背景：活化的成纤维细胞（肌成纤维细胞）在心脏纤维化中起关键作用。然而，它们在患病心脏中的起源尚不清楚，有待进一步研究。最近的研究表明，骨髓成纤维细胞祖细胞（BM-FPC）在压力超负荷引起的心脏纤维化中的作用。先前我们已经证明白介素10（IL10）可以抑制压力超负荷引起的心脏纤维化。但是，IL10在抑制BM-FPC介导的心脏纤维化中的作用尚不清楚。我们假设IL10抑制了BM-FPC向心脏的压力超负荷诱导的归巢以及它们向成纤维细胞的转分化，从而减弱了心脏纤维化。

方法：野生型（WT）和IL10基因敲除（IL10KO）小鼠通过主动脉横向收缩诱发压力超负荷。为了确定骨髓起源，用增强的绿色荧光蛋白WT小鼠骨髓生成IL10KO小鼠的嵌合小鼠。为了进行机理研究，从小鼠骨髓中分离了FPC。

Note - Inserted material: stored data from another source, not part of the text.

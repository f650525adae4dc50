//! Settings-panel model.
//!
//! Two reusable pieces behind the device settings panel:
//!
//! - [`ParamStepper`]: an increment/decrement control for one integer
//!   setting, configured with its key, range, step and label formatter.
//!   One instance per setting; no per-setting code.
//! - [`ToggleTree`]: which widgets depend on which boolean parent setting.
//!   [`ToggleTree::refresh`] recomputes every dependent's visibility in one
//!   pass instead of each toggle hiding its children from a callback.

use std::collections::BTreeMap;

use tracing::warn;

use crate::params::{ParamError, ParamStore};

// =============================================================================
// Parameter Stepper
// =============================================================================

/// Label formatter for a stepper value.
pub type Formatter = fn(i32) -> String;

#[derive(Clone, Copy, Debug)]
pub struct ParamStepper {
    pub key: &'static str,
    pub min: i32,
    pub max: i32,
    pub step: i32,
    pub format: Formatter,
}

impl ParamStepper {
    /// Current value, clamped; unset or unparsable values read as `min`.
    pub fn value(&self, store: &dyn ParamStore) -> i32 {
        store.get_int(self.key).unwrap_or(self.min).clamp(self.min, self.max)
    }

    pub fn label(&self, store: &dyn ParamStore) -> String {
        (self.format)(self.value(store))
    }

    /// Step up (`increase`) or down, clamp, write back and return the label.
    pub fn adjust(&self, store: &dyn ParamStore, increase: bool) -> Result<String, ParamError> {
        let delta = if increase { self.step } else { -self.step };
        let next = self.value(store).saturating_add(delta).clamp(self.min, self.max);
        store.put_int(self.key, next)?;
        Ok((self.format)(next))
    }
}

fn brightness_label(v: i32) -> String {
    match v {
        0 => "Screen Off".to_string(),
        101 => "Auto".to_string(),
        n => format!("{n}%"),
    }
}

/// Screen brightness: off, 1..=100 percent, or auto.
pub const SCREEN_BRIGHTNESS: ParamStepper =
    ParamStepper { key: "ScreenBrightness", min: 0, max: 101, step: 1, format: brightness_label };

// =============================================================================
// Toggle Dependencies
// =============================================================================

/// Opaque handle of a settings widget.
#[derive(Clone, Copy, Debug, PartialEq, Eq, PartialOrd, Ord, Hash)]
pub struct WidgetId(pub u32);

#[derive(Clone, Debug, Default)]
pub struct ToggleTree {
    dependents: BTreeMap<&'static str, Vec<WidgetId>>,
    visible: BTreeMap<WidgetId, bool>,
}

impl ToggleTree {
    pub fn new() -> Self {
        Self::default()
    }

    /// Show `child` only while `parent_key` is on.
    pub fn add(&mut self, parent_key: &'static str, child: WidgetId) {
        self.dependents.entry(parent_key).or_default().push(child);
        self.visible.entry(child).or_insert(false);
    }

    pub fn dependents(&self, parent_key: &str) -> &[WidgetId] {
        self.dependents.get(parent_key).map_or(&[], Vec::as_slice)
    }

    /// Recompute visibility from the store. Returns the widgets that changed.
    pub fn refresh(&mut self, store: &dyn ParamStore) -> Vec<WidgetId> {
        let mut changed = Vec::new();
        for (key, children) in &self.dependents {
            let on = store.get_bool(key);
            for child in children {
                let slot = self.visible.entry(*child).or_insert(false);
                if *slot != on {
                    *slot = on;
                    changed.push(*child);
                }
            }
        }
        changed
    }

    /// Flip a parent toggle and refresh its dependents.
    pub fn toggle(&mut self, store: &dyn ParamStore, parent_key: &'static str) -> Vec<WidgetId> {
        let next = !store.get_bool(parent_key);
        if let Err(err) = store.put(parent_key, if next { "1" } else { "0" }) {
            warn!(%err, key = parent_key, "failed to store toggle");
        }
        self.refresh(store)
    }

    pub fn is_visible(&self, child: WidgetId) -> bool {
        self.visible.get(&child).copied().unwrap_or(true)
    }
}

#[cfg(test)]
mod tests {
    use super::*;
    use crate::params::{MemoryParams, keys};

    // -------------------------------------------------------------------------
    // Stepper
    // -------------------------------------------------------------------------

    #[test]
    fn test_brightness_labels() {
        let store = MemoryParams::new();
        assert_eq!(SCREEN_BRIGHTNESS.label(&store), "Screen Off", "Unset reads as min");
        store.put_int("ScreenBrightness", 100).expect("writable");
        assert_eq!(SCREEN_BRIGHTNESS.adjust(&store, true).expect("write"), "Auto");
        assert_eq!(SCREEN_BRIGHTNESS.adjust(&store, true).expect("write"), "Auto", "Clamped at max");
        assert_eq!(SCREEN_BRIGHTNESS.adjust(&store, false).expect("write"), "100%");
    }

    #[test]
    fn test_stepper_clamps_at_min() {
        let store = MemoryParams::new();
        assert_eq!(SCREEN_BRIGHTNESS.adjust(&store, false).expect("write"), "Screen Off");
        assert_eq!(store.get_int("ScreenBrightness"), Some(0));
    }

    #[test]
    fn test_stepper_custom_range() {
        let store = MemoryParams::new();
        let stepper = ParamStepper { key: "Offset", min: -10, max: 10, step: 5, format: |v| format!("{v} mph") };
        assert_eq!(stepper.adjust(&store, false).expect("write"), "-10 mph");
        assert_eq!(stepper.adjust(&store, true).expect("write"), "-5 mph");
    }

    #[test]
    fn test_stepper_write_failure_propagates() {
        let store = MemoryParams::read_only(std::collections::HashMap::new());
        assert!(SCREEN_BRIGHTNESS.adjust(&store, true).is_err());
    }

    // -------------------------------------------------------------------------
    // Toggle Tree
    // -------------------------------------------------------------------------

    #[test]
    fn test_children_follow_parent() {
        let store = MemoryParams::new();
        let mut tree = ToggleTree::new();
        tree.add(keys::FIRE_THE_BABYSITTER, WidgetId(1));
        tree.add(keys::FIRE_THE_BABYSITTER, WidgetId(2));
        tree.add(keys::COMPASS, WidgetId(3));

        assert!(tree.refresh(&store).is_empty(), "All start hidden");
        let changed = tree.toggle(&store, keys::FIRE_THE_BABYSITTER);
        assert_eq!(changed, vec![WidgetId(1), WidgetId(2)]);
        assert!(tree.is_visible(WidgetId(1)));
        assert!(!tree.is_visible(WidgetId(3)));

        tree.toggle(&store, keys::FIRE_THE_BABYSITTER);
        assert!(!tree.is_visible(WidgetId(2)));
    }

    #[test]
    fn test_unknown_widget_visible() {
        assert!(ToggleTree::new().is_visible(WidgetId(99)));
        assert!(ToggleTree::new().dependents("Nope").is_empty());
    }
}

结果：与野生型小鼠相比，IL10KO小鼠的压力超负荷增强了BM-FPC的动员和归巢。此外，与IL10KO小鼠相比，将WT骨髓（来自增强型绿色荧光蛋白小鼠）移植到骨髓耗竭的IL10KO小鼠（IL10KO嵌合小鼠）中，减少了横向主动脉缩窄引起的BM-FPC动员。IL10KO嵌合小鼠左心室组织切片中与α平滑肌肌动蛋白或1α胶原蛋白共绿的绿色荧光蛋白提示，成肌纤维细胞源于横断主动脉缩窄后的骨髓。最后，在IL10KO小鼠中进行WT骨髓移植可抑制横向主动脉缩窄引起的心脏纤维化并改善心脏功能。在分子水平上 IL10处理可显着抑制WT BM-FPCs中转化生长因子-β诱导的转分化和纤维化信号传导。此外，与WT-FPC相比，IL10KO-FPC中与纤维化相关的microRNA（miRNA）的表达高度上调。基于聚合酶链反应的选择性miRNA分析显示，IL10显着抑制了转化生长因子-β诱导的与纤维化相关的miRNA（miRNA-21，-145和-208）的表达增强。miRNA-21水平的恢复抑制了IL10对BM-FPCs中转化生长因子-β诱导的纤维化信号转导的影响。基于聚合酶链反应的选择性miRNA分析显示，IL10显着抑制了转化生长因子-β诱导的与纤维化相关的miRNA（miRNA-21，-145和-208）的表达增强。miRNA-21水平的恢复抑制了IL10对BM-FPCs中转化生长因子-β诱导的纤维化信号转导的影响。基于聚合酶链反应的选择性miRNA分析显示，IL10显着抑制了转化生长因子-β诱导的与纤维化相关的miRNA（miRNA-21，-145和-208）的表达增强。miRNA-21水平的恢复抑制了IL10对BM-FPCs中转化生长因子-β诱导的纤维化信号转导的影响。

结论：我们的研究结果表明，IL10抑制压力超负荷心肌中BM-FPC归巢和转分化为成肌纤维细胞。从机制上讲，我们首次证明IL10抑制Smad–miRNA-21介导的BM-FPC活化，从而调节心脏纤维化。